Ask your breeder the health background of your poodle's parents and to look at the parents' poodle health registry.
Ask if her parents have been tested for dog cataracts and dog glaucoma, if they have any joint problems, any arthritis or epilepsy problems.
Ask what is being done to treat those in her parents.
Standard poodles, being bigger dogs, may incur hip dysplasia. Throughout his life, his hip changes and can become malformed which can lead to problems walking.
It can start out with arthritic like symptoms of stiffness and limping, then progress to extreme difficulty in walking.
Step climbing may become impossible as the hip joint is unstable. Ask the breeder if your pup has been screened for dysplasia.
You can also ask your vet to take an Xray of your standard to see if there are any problems. It can be corrected when it's caught early.
Poodle breeds are also susceptible to progressive retinal atrophy. It causes retinal degeneration which may lead to blindness.

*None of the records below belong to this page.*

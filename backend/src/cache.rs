//! Redis-backed cache for food search results
//!
//! Caching is best-effort: when Redis is unreachable or disabled every
//! lookup is a miss and every store is a no-op. Errors are logged, never
//! returned to callers.

use calorie_tracker_shared::types::FoodSearchResult;
use redis::aio::ConnectionManager;
use tracing::{debug, warn};

const KEY_PREFIX: &str = "food_search";

/// Cache key for a search query, case-insensitive
pub fn search_key(query: &str) -> String {
    format!("{}:{}", KEY_PREFIX, query.trim().to_lowercase())
}

/// Food search cache
#[derive(Clone)]
pub struct SearchCache {
    conn: Option<ConnectionManager>,
    ttl_secs: u64,
}

impl SearchCache {
    pub fn new(conn: Option<ConnectionManager>, ttl_secs: u64) -> Self {
        Self { conn, ttl_secs }
    }

    /// A cache that never stores anything
    pub fn disabled() -> Self {
        Self {
            conn: None,
            ttl_secs: 0,
        }
    }

    pub fn is_enabled(&self) -> bool {
        self.conn.is_some() && self.ttl_secs > 0
    }

    /// Look up cached results for a query
    pub async fn get(&self, query: &str) -> Option<Vec<FoodSearchResult>> {
        if !self.is_enabled() {
            return None;
        }
        let mut conn = self.conn.clone()?;
        let key = search_key(query);

        let cached: Option<String> = match redis::cmd("GET")
            .arg(&key)
            .query_async::<_, Option<String>>(&mut conn)
            .await
        {
            Ok(value) => value,
            Err(e) => {
                warn!(error = %e, key = %key, "Search cache read failed");
                return None;
            }
        };

        match serde_json::from_str(&cached?) {
            Ok(results) => {
                debug!(key = %key, "Search cache hit");
                Some(results)
            }
            Err(e) => {
                warn!(error = %e, key = %key, "Discarding unreadable cache entry");
                None
            }
        }
    }

    /// Store results for a query with the configured TTL
    pub async fn put(&self, query: &str, results: &[FoodSearchResult]) {
        if !self.is_enabled() {
            return;
        }
        let Some(mut conn) = self.conn.clone() else {
            return;
        };
        let key = search_key(query);

        let payload = match serde_json::to_string(results) {
            Ok(payload) => payload,
            Err(e) => {
                warn!(error = %e, "Failed to serialize search results for cache");
                return;
            }
        };

        if let Err(e) = redis::cmd("SET")
            .arg(&key)
            .arg(payload)
            .arg("EX")
            .arg(self.ttl_secs)
            .query_async::<_, ()>(&mut conn)
            .await
        {
            warn!(error = %e, key = %key, "Search cache write failed");
        }
    }
}
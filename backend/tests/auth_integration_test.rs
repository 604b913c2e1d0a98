//! Integration tests for authentication endpoints

mod common;

use axum::http::StatusCode;
use serde_json::{json, Value};

#[tokio::test]
#[ignore = "requires database"]
async fn test_register_success() {
    let app = common::TestApp::new().await;

    let email = format!("register_{}@example.com", uuid::Uuid::new_v4().simple());
    let body = json!({ "email": email, "password": "Secure123456" });

    let (status, response) = app.post("/api/auth/register", &body.to_string()).await;
    assert_eq!(status, StatusCode::CREATED);

    let response: Value = serde_json::from_str(&response).unwrap();
    assert!(!response["token"].as_str().unwrap().is_empty());
    assert!(!response["refresh_token"].as_str().unwrap().is_empty());
    assert!(!response["userId"].as_str().unwrap().is_empty());
    assert_eq!(response["token_type"], "Bearer");
    assert_eq!(response["user"]["email"], email);

    sqlx::query("DELETE FROM users WHERE email = $1")
        .bind(&email)
        .execute(&app.pool)
        .await
        .ok();
}

#[tokio::test]
#[ignore = "requires database"]
async fn test_register_computes_target_from_biometrics() {
    let app = common::TestApp::new().await;
    let user = app
        .register_user(json!({
            "age": 25,
            "sex": "male",
            "height": 175,
            "weight": 70,
            "activity_level": "moderately_active"
        }))
        .await;

    let (status, response) = app.get_auth("/api/auth/me", &user.token).await;
    assert_eq!(status, StatusCode::OK);

    let response: Value = serde_json::from_str(&response).unwrap();
    assert_eq!(response["target_calories"], 2594);
    assert_eq!(response["activity_level"], "moderately_active");

    app.cleanup_user(&user).await;
}

#[tokio::test]
#[ignore = "requires database"]
async fn test_register_duplicate_email() {
    let app = common::TestApp::new().await;
    let user = app.create_test_user().await;

    // Same address with different case still collides
    let body = json!({ "email": user.email.to_uppercase(), "password": "Test123456" });
    let (status, response) = app.post("/api/auth/register", &body.to_string()).await;
    assert_eq!(status, StatusCode::CONFLICT);

    let response: Value = serde_json::from_str(&response).unwrap();
    assert_eq!(response["error"]["code"], "CONFLICT");

    app.cleanup_user(&user).await;
}

#[tokio::test]
#[ignore = "requires database"]
async fn test_register_invalid_input() {
    let app = common::TestApp::new().await;

    for body in [
        json!({ "email": "not-an-email", "password": "Test123456" }),
        json!({ "email": "weak@example.com", "password": "123" }),
        json!({ "email": "age@example.com", "password": "Test123456", "age": 0 }),
        json!({ "email": "sex@example.com", "password": "Test123456", "sex": "other" }),
    ] {
        let (status, response) = app.post("/api/auth/register", &body.to_string()).await;
        assert!(
            status == StatusCode::BAD_REQUEST || status == StatusCode::UNPROCESSABLE_ENTITY,
            "unexpected {} for {}: {}",
            status,
            body,
            response
        );
    }
}

#[tokio::test]
#[ignore = "requires database"]
async fn test_login_success() {
    let app = common::TestApp::new().await;
    let user = app.create_test_user().await;

    let body = json!({ "email": user.email, "password": user.password });
    let (status, response) = app.post("/api/auth/login", &body.to_string()).await;
    assert_eq!(status, StatusCode::OK);

    let response: Value = serde_json::from_str(&response).unwrap();
    assert_eq!(response["userId"], user.id);
    assert_eq!(response["user"]["email"], user.email);

    app.cleanup_user(&user).await;
}

#[tokio::test]
#[ignore = "requires database"]
async fn test_login_wrong_password_or_unknown_email() {
    let app = common::TestApp::new().await;
    let user = app.create_test_user().await;

    let wrong_password = json!({ "email": user.email, "password": "Wrong123456" });
    let (status, response) = app.post("/api/auth/login", &wrong_password.to_string()).await;
    assert_eq!(status, StatusCode::UNAUTHORIZED);
    let response: Value = serde_json::from_str(&response).unwrap();
    assert_eq!(response["error"]["message"], "Invalid credentials");

    let unknown = json!({ "email": "nobody_here@example.com", "password": "Test123456" });
    let (status, _) = app.post("/api/auth/login", &unknown.to_string()).await;
    assert_eq!(status, StatusCode::UNAUTHORIZED);

    app.cleanup_user(&user).await;
}

#[tokio::test]
#[ignore = "requires database"]
async fn test_refresh_token_flow() {
    let app = common::TestApp::new().await;
    let user = app.create_test_user().await;

    let body = json!({ "refresh_token": user.refresh_token });
    let (status, response) = app.post("/api/auth/refresh", &body.to_string()).await;
    assert_eq!(status, StatusCode::OK);

    let response: Value = serde_json::from_str(&response).unwrap();
    let token = response["token"].as_str().unwrap();
    let (status, _) = app.get_auth("/api/auth/me", token).await;
    assert_eq!(status, StatusCode::OK);

    // An access token is not accepted as a refresh token
    let body = json!({ "refresh_token": user.token });
    let (status, _) = app.post("/api/auth/refresh", &body.to_string()).await;
    assert_eq!(status, StatusCode::UNAUTHORIZED);

    app.cleanup_user(&user).await;
}

#[tokio::test]
#[ignore = "requires database"]
async fn test_refresh_after_user_deleted() {
    let app = common::TestApp::new().await;
    let user = app.create_test_user().await;
    app.cleanup_user(&user).await;

    let body = json!({ "refresh_token": user.refresh_token });
    let (status, _) = app.post("/api/auth/refresh", &body.to_string()).await;
    assert_eq!(status, StatusCode::UNAUTHORIZED);
}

It starts towards midlife around age 6 or 7. Again, ask the breeder if your puppy was screened for PRA.
Miniature poodles can inherit optic nerve hypolasia. The optic nerve is not properly formed and causes blindness.
Cataracts are hereditary and glaucoma can be, too. Cataracts in dogs usually occur in older pets and can be treated the same way as human cataracts are.
Miniatures are susceptible to narrow angle glaucoma. Other eye diseases poodles are prone to are corneal dystrophy, congenital night blindness and entropion.
Epilepsy is another genetic disease your dog may be predispositioned to.
This causes seizures and convulsions that results in uncontrollable jerking movements and twisting with possible loss of consciousness. There are medications that may help to control the seizures.
Addison's Disease causes diarrhea, vomiting and weakness. Hypothyroidism is a lack of thyroid hormone in his body.
Weight gain, listlessness, irregular heartbeat and dry skin and coat are some of the symptoms.
Legg-Calve-Perthes disease strikes the toy poodle where femur deterioration results in pain, difficulty walking and can lead to lameness.
Patellar luxation also strikes toy and miniatures and causes the kneecap to weaken and slip out of place.
Sebaceous adenitis damages hair follicles and sebaceous glands and causes hair loss, flaky skin and skin infections in standards.
Cushing's syndrome makes your pet's body produce too much cortisone. It's thought to be caused by your dog drinking very chlorinated water.
A water filter on your sink can lessen the amount of chlorine he (and your family) drinks.
Another one of the poodle breeds genetic predispositions is Von Willebrand's disease, a blood disorder which causes your poodle to bleed freely.
Not all poodles will inherit genetic diseases. But it's best to know your pet's parents' health history so you'll be able to spot any inherited illnesses in the beginning, and get your dog treated.